In infancy and early childhood, fats are especially important, giving the concentrated energy needed for rapid growth. Fat also provides essential fatty acids, is necessary for the absorption of fat soluble vitamins such as A, D, E and K, and for fat-soluble antioxidants.
Not all fats are the same however, and not all are equally useful. Fats are usually divided into three types according to the chemical structure of their fatty acids – saturated, monounsaturated and polyunsaturated.
Polyunsaturated fats include two major families of essential fatty acids: Omega-3 and Omega-6. Like minerals and vitamins, the Omega fats are essential to health. Our body cannot make them and relies on food to obtain them.
The Omega-3 family
Omega-3 fatty acids are part of every cell in the body. They have many important functions, including development of the brain, eye and nerve tissues, promoting healthy blood flow and reducing inflammation.
- Alpha-linolenic acid (ALA) is found in oils such as canola, linseed, walnut and soybean oil and in green vegetables.
- Eicosapentaenoic acid (EPA) can be produced in the body from alpha-linolenic acid. EPA is found in fish oils, fish and seafood (and in small amounts in lean red meat).
- Docosahexaenoic acid (DHA) is found in high levels in tuna oil. Breast milk is also rich in DHA. Smaller amounts of DHA can be found in other fish oils, fish and seafood.
The Omega-6 family
Omega-6, although chemically similar to Omega-3, acts differently, and generally in opposite ways to the Omega-3 fats. The body needs both of these nutrients in the right balance to function effectively.
- Linoleic acid (LA) is a major component of oils (including safflower, sunflower, corn, soybean, peanut and grapeseed oils) and is present in grains, many nuts, seeds and wheatgerm.
- Gamma-linolenic acid (GLA) can be made in the body from the parent compound LA. GLA is the active component in evening primrose oil.
- Arachidonic acid (AA) is made from GLA. Like DHA, AA is found in breast milk.
Where can I find Omega-3 Fatty Acids?
- Oily fish such as canned sardines, mackerel, fresh tuna and salmon.
Note: to avoid the risk of Listeriosis, avoid uncooked fish and chilled, precooked seafood products during pregnancy. See our page on Infant Nutrition – Pregnancy for further information on Listeria.

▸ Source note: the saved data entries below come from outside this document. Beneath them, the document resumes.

//! The operator control surface: the `close_ticket:<id>` button.

use std::sync::Arc;

use teloxide::prelude::*;
use tracing::{info, warn};

use crate::context::IngressContext;
use crate::keyboards;

const TICKET_CLOSED_NOTICE: &str = "✅ TICKET CLOSED ✅ \n\n\
     ℹ️ You can't chat with the client until this bot sends another ticket from him!\n\
     ℹ️ Write him a private message from your account if you need to talk to him.";

/// Close a ticket from the group button and disable the button.
pub async fn handle_callback(
    bot: Bot,
    query: CallbackQuery,
    ctx: Arc<IngressContext>,
) -> ResponseResult<()> {
    let Some(data) = query.data.as_deref() else {
        return Ok(());
    };
    let Some(raw_id) = data.strip_prefix("close_ticket:") else {
        // "noop" from an already-closed button, or unknown data.
        bot.answer_callback_query(&query.id).await?;
        return Ok(());
    };
    let Ok(ticket_id) = raw_id.parse::<i64>() else {
        warn!(data, "malformed close_ticket callback");
        bot.answer_callback_query(&query.id).await?;
        return Ok(());
    };

    match ctx.store.close_ticket(ticket_id) {
        Ok(true) => info!(ticket_id, "ticket closed by operator"),
        Ok(false) => warn!(ticket_id, "close button for unknown ticket"),
        Err(e) => warn!(ticket_id, error = %e, "operator close failed"),
    }

    if let Some(message) = query.message.as_ref() {
        let chat_id = message.chat().id;
        if let Err(e) = bot
            .edit_message_reply_markup(chat_id, message.id())
            .reply_markup(keyboards::ticket_closed())
            .await
        {
            warn!(ticket_id, error = %e, "button edit failed");
        }
        bot.send_message(chat_id, TICKET_CLOSED_NOTICE).await?;
    }

    bot.answer_callback_query(&query.id).await?;
    Ok(())
}
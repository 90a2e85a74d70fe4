use figment::{
    providers::{Env, Format, Toml},
    Figment,
};
use serde::{Deserialize, Serialize};

/// Top-level config (triage.toml + TRIAGE_* env overrides).
#[derive(Debug, Clone, Serialize, Deserialize)]
pub struct TriageConfig {
    pub bot: BotConfig,
    pub support: SupportConfig,
    #[serde(default)]
    pub database: DatabaseConfig,
    pub classifier: ClassifierConfig,
    #[serde(default)]
    pub workers: WorkersConfig,
    #[serde(default)]
    pub engine: EngineConfig,
}

/// The user-facing bot identity.
#[derive(Debug, Clone, Serialize, Deserialize)]
pub struct BotConfig {
    pub token: String,
    /// Bot handle without the leading `@`, as resolvable by the user API.
    pub username: String,
}

#[derive(Debug, Clone, Serialize, Deserialize)]
pub struct SupportConfig {
    /// Admin handle used in development mode instead of the one stored in
    /// `bot_settings.support_username`.
    pub admin_username: String,
    #[serde(default)]
    pub development_mode: bool,
}

#[derive(Debug, Clone, Serialize, Deserialize)]
pub struct DatabaseConfig {
    #[serde(default = "default_db_path")]
    pub path: String,
}

impl Default for DatabaseConfig {
    fn default() -> Self {
        Self {
            path: default_db_path(),
        }
    }
}

/// Language-model endpoint settings.
#[derive(Debug, Clone, Serialize, Deserialize)]
pub struct ClassifierConfig {
    pub api_key: String,
    #[serde(default = "default_classifier_base_url")]
    pub base_url: String,
    #[serde(default = "default_classifier_model")]
    pub model: String,
    /// Tried when the primary model errors out.
    #[serde(default = "default_classifier_fallback_model")]
    pub fallback_model: String,
    #[serde(default)]
    pub temperature: f32,
    #[serde(default = "default_classifier_max_tokens")]
    pub max_tokens: u32,
    #[serde(default = "default_classifier_timeout_secs")]
    pub timeout_secs: u64,
}

/// Worker-identity pool settings.
#[derive(Debug, Clone, Serialize, Deserialize)]
pub struct WorkersConfig {
    /// Directory holding `<identity>.session` + `<identity>.json` pairs.
    #[serde(default = "default_sessions_dir")]
    pub sessions_dir: String,
    /// Per-identity cap on created operator groups.
    #[serde(default = "default_group_limit")]
    pub group_limit: u32,
    /// Local session-bridge daemon holding the user-API sessions.
    #[serde(default = "default_bridge_url")]
    pub bridge_url: String,
    #[serde(default)]
    pub proxy: ProxyConfig,
}

impl Default for WorkersConfig {
    fn default() -> Self {
        Self {
            sessions_dir: default_sessions_dir(),
            group_limit: default_group_limit(),
            bridge_url: default_bridge_url(),
            proxy: ProxyConfig::default(),
        }
    }
}

/// Sticky egress proxy. The per-identity session password is derived from
/// `base_password`, so only the shared parts live in config.
#[derive(Debug, Clone, Default, Serialize, Deserialize)]
pub struct ProxyConfig {
    #[serde(default)]
    pub host: String,
    #[serde(default)]
    pub port: u16,
    #[serde(default)]
    pub username: String,
    #[serde(default)]
    pub base_password: String,
}

#[derive(Debug, Clone, Serialize, Deserialize)]
pub struct EngineConfig {
    /// Seconds between poller ticks.
    #[serde(default = "default_poll_interval_secs")]
    pub poll_interval_secs: u64,
    /// Minimum idle seconds after the user's latest message before the
    /// engine reacts.
    #[serde(default = "default_debounce_secs")]
    pub debounce_secs: i64,
    /// Replied tickets idle longer than this many days are closed.
    #[serde(default = "default_idle_close_days")]
    pub idle_close_days: i64,
    /// Unread-message count that trips the spam shield.
    #[serde(default = "default_spam_threshold")]
    pub spam_threshold: usize,
    /// Mute duration applied by the spam shield.
    #[serde(default = "default_mute_hours")]
    pub mute_hours: i64,
    /// Known-invalid chat id targeted by the deletion probe.
    #[serde(default = "default_probe_chat_id")]
    pub probe_chat_id: i64,
    /// Directory with the static images (payment guides, group photo).
    #[serde(default = "default_data_dir")]
    pub data_dir: String,
    /// Bot-settings cache refresh interval.
    #[serde(default = "default_settings_refresh_secs")]
    pub settings_refresh_secs: u64,
    /// Operator groups idle longer than this many days are reaped.
    #[serde(default = "default_group_idle_days")]
    pub group_idle_days: i64,
}

impl Default for EngineConfig {
    fn default() -> Self {
        Self {
            poll_interval_secs: default_poll_interval_secs(),
            debounce_secs: default_debounce_secs(),
            idle_close_days: default_idle_close_days(),
            spam_threshold: default_spam_threshold(),
            mute_hours: default_mute_hours(),
            probe_chat_id: default_probe_chat_id(),
            data_dir: default_data_dir(),
            settings_refresh_secs: default_settings_refresh_secs(),
            group_idle_days: default_group_idle_days(),
        }
    }
}

fn default_db_path() -> String {
    "triage.db".to_string()
}
fn default_classifier_base_url() -> String {
    "https://nano-gpt.com".to_string()
}
fn default_classifier_model() -> String {
    "gpt-5-mini".to_string()
}
fn default_classifier_fallback_model() -> String {
    "yi-lightning".to_string()
}
fn default_classifier_max_tokens() -> u32 {
    15
}
fn default_classifier_timeout_secs() -> u64 {
    20
}
fn default_sessions_dir() -> String {
    "sessions/support".to_string()
}
fn default_group_limit() -> u32 {
    45
}
fn default_bridge_url() -> String {
    "http://127.0.0.1:9023".to_string()
}
fn default_poll_interval_secs() -> u64 {
    10
}
fn default_debounce_secs() -> i64 {
    20
}
fn default_idle_close_days() -> i64 {
    2
}
fn default_spam_threshold() -> usize {
    50
}
fn default_mute_hours() -> i64 {
    24
}
fn default_probe_chat_id() -> i64 {
    1_234_567_890
}
fn default_data_dir() -> String {
    "data".to_string()
}
fn default_settings_refresh_secs() -> u64 {
    300
}
fn default_group_idle_days() -> i64 {
    5
}

impl TriageConfig {
    /// Load config from a TOML file with TRIAGE_* env var overrides.
    ///
    /// Any numeric field that fails typed extraction (e.g. a non-integer
    /// poll interval from the environment) aborts startup here.
    pub fn load(config_path: Option<&str>) -> crate::error::Result<Self> {
        let path = config_path.unwrap_or("triage.toml");

        let config: TriageConfig = Figment::new()
            .merge(Toml::file(path))
            .merge(Env::prefixed("TRIAGE_").split("_"))
            .extract()
            .map_err(|e| crate::error::CoreError::Config(e.to_string()))?;

        Ok(config)
    }
}
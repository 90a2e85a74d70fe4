//! Escalation orchestrator: hand a ticket to human operators.

use std::path::Path;
use std::sync::Arc;

use teloxide::prelude::*;
use teloxide::types::{MessageId, ParseMode, Recipient};
use tracing::{error, info, warn};

use triage_core::TriageConfig;
use triage_store::{SettingsCache, Store, UserRecord};
use triage_telegram::keyboards;
use triage_workers::{LeasedWorker, WorkerPool};

use crate::dossier;
use crate::error::Result;

pub struct Escalator {
    store: Store,
    bot: Bot,
    pool: WorkerPool,
    settings: Arc<SettingsCache>,
    config: TriageConfig,
}

impl Escalator {
    pub fn new(
        store: Store,
        bot: Bot,
        pool: WorkerPool,
        settings: Arc<SettingsCache>,
        config: TriageConfig,
    ) -> Self {
        Self {
            store,
            bot,
            pool,
            settings,
            config,
        }
    }

    /// Forward a ticket into the user's operator group, creating the group
    /// first when needed. Absorbs every failure: an escalation that cannot
    /// proceed posts an operational notice to the support handle and
    /// aborts only itself.
    pub async fn escalate(&self, user_id: i64, ticket_id: i64) {
        let worker = match self.pool.acquire_for_group_creation().await {
            Ok(worker) => worker,
            Err(e) => {
                error!(user_id, ticket_id, error = %e, "no worker identity for escalation");
                self.notify_support(&format!(
                    "ERROR: Failed to forward ticket to operators - no usable worker \
                     identity (all at group limit, unauthorized or failing).\n{e}"
                ))
                .await;
                return;
            }
        };

        let result = self.forward(&worker, user_id, ticket_id).await;
        // The lease is released on success and failure alike.
        worker.release().await;

        if let Err(e) = result {
            error!(user_id, ticket_id, error = %e, "escalation failed");
            self.notify_support(&format!(
                "ERROR FORWARDING TICKET {ticket_id} FOR USER {user_id}:\n{e}"
            ))
            .await;
        }
    }

    async fn forward(&self, worker: &LeasedWorker, user_id: i64, ticket_id: i64) -> Result<()> {
        let Some(user) = self.store.user_by_id(user_id)? else {
            warn!(user_id, "escalation for a user the repository has never seen");
            return Ok(());
        };

        let group_id = match self.store.group_binding(user_id)? {
            Some(binding) => {
                self.refresh_title(worker, binding.group_id, &user).await;
                binding.group_id
            }
            None => self.create_group(worker, &user).await?,
        };

        self.store.set_messages_forwarded(ticket_id)?;
        let Some(tw) = self.store.ticket_with_messages(ticket_id)? else {
            return Ok(());
        };

        dossier::post(&self.bot, &self.store, user_id, group_id).await;

        let topic = tw
            .ticket
            .support_issue
            .clone()
            .unwrap_or_else(|| "Unknown".to_string());
        self.bot
            .send_message(
                ChatId(group_id),
                format!(
                    "<b>Ticket topic:</b> '{topic}'\n\n\
                     NOTE: You can't edit or delete the messages you send to user"
                ),
            )
            .parse_mode(ParseMode::Html)
            .reply_markup(keyboards::close_ticket(ticket_id))
            .await?;

        let mut messages = tw.messages;
        messages.sort_by_key(|m| m.created_at);
        for msg in messages {
            if msg.is_deleted {
                // The platform no longer holds it; operators still get the text.
                if let Err(e) = self
                    .bot
                    .send_message(
                        ChatId(group_id),
                        format!("(DELETED MESSAGE)\n{}", msg.user_text),
                    )
                    .await
                {
                    warn!(message_id = msg.message_id, error = %e, "deleted-message note failed");
                }
            } else if let Err(e) = self
                .bot
                .forward_message(
                    ChatId(group_id),
                    ChatId(user_id),
                    MessageId(msg.message_id as i32),
                )
                .await
            {
                warn!(message_id = msg.message_id, error = %e, "message copy into group failed");
            }
        }

        info!(user_id, group_id, ticket_id, "ticket forwarded to operators");
        Ok(())
    }

    /// Users rename themselves; keep the reused group's title current.
    async fn refresh_title(&self, worker: &LeasedWorker, group_id: i64, user: &UserRecord) {
        let title = user.display_name();
        if title.is_empty() {
            return;
        }
        if let Err(e) = worker.api().edit_group_title(group_id.abs(), &title).await {
            warn!(group_id, error = %e, "group retitle failed");
        }
    }

    async fn create_group(&self, worker: &LeasedWorker, user: &UserRecord) -> Result<i64> {
        let mut title = user.display_name();
        if title.is_empty() {
            title = format!("User {}", user.user_id);
        }

        let api = worker.api();
        let bot_peer = api.resolve_username(&self.config.bot.username).await?;
        let admin_username = if self.config.support.development_mode {
            self.config.support.admin_username.clone()
        } else {
            self.settings.get().support_username
        };
        let admin_peer = api
            .resolve_username(admin_username.trim_start_matches('@'))
            .await?;

        let raw_id = api.create_group(&title, &[bot_peer, admin_peer]).await?;
        // Stored negated, the platform convention for group chat ids.
        let group_id = -raw_id;

        // Admin rights survive the worker identity getting banned.
        api.promote_admin(raw_id, admin_peer).await?;

        // The about field is how operator replies find their user.
        if let Err(e) = api.set_group_about(raw_id, &user.user_id.to_string()).await {
            warn!(group_id, error = %e, "group about update failed");
        }

        let photo = Path::new(&self.config.engine.data_dir).join("warning.jpg");
        if let Err(e) = api.set_group_photo(raw_id, &photo).await {
            warn!(group_id, error = %e, "group photo upload failed");
        }

        self.store
            .upsert_group_binding(user.user_id, group_id, &worker.identity.name)?;
        info!(
            user_id = user.user_id,
            group_id,
            identity = %worker.identity.name,
            "operator group created"
        );
        Ok(group_id)
    }

    async fn notify_support(&self, text: &str) {
        let handle = self.settings.support_handle();
        if let Err(e) = self
            .bot
            .send_message(Recipient::ChannelUsername(handle), text)
            .await
        {
            error!(error = %e, "support notice failed");
        }
    }
}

- Fresh gurnard, kahawai, mullet, trevally.
- Most white fish (such as hapuku, ling, orange roughy, snapper) have an Omega-3 content less than a quarter of that of oily fish.
The NZ Food Safety Authority advises that while mercury levels in fish are very low, some fish types should be limited, especially by pregnant woman. See NZFSA booklet, Food Safety in Pregnancy, for more details: http://www.nzfsa.govt.nz/consumers/food-safety-topics/foodborne-illnesses/pregnancy/.
- Omega-enriched eggs, Omega-enriched milk, lean beef and lamb also provide small amounts.
- Linseed (oil or ground), canola oil and canola-based spreads, soy, wheatgerm and baked beans. Omega-3 from plants is not as efficiently used by the body as Omega-3 from fish.
Fats make up over 50% of the brain and the Omega-3 fatty acid DHA is the most abundant. DHA is found in human milk and some fish oils. Formulas labelled ‘Gold’ e.g. Karicare Toddler Gold Milk are enriched with Omega DHA.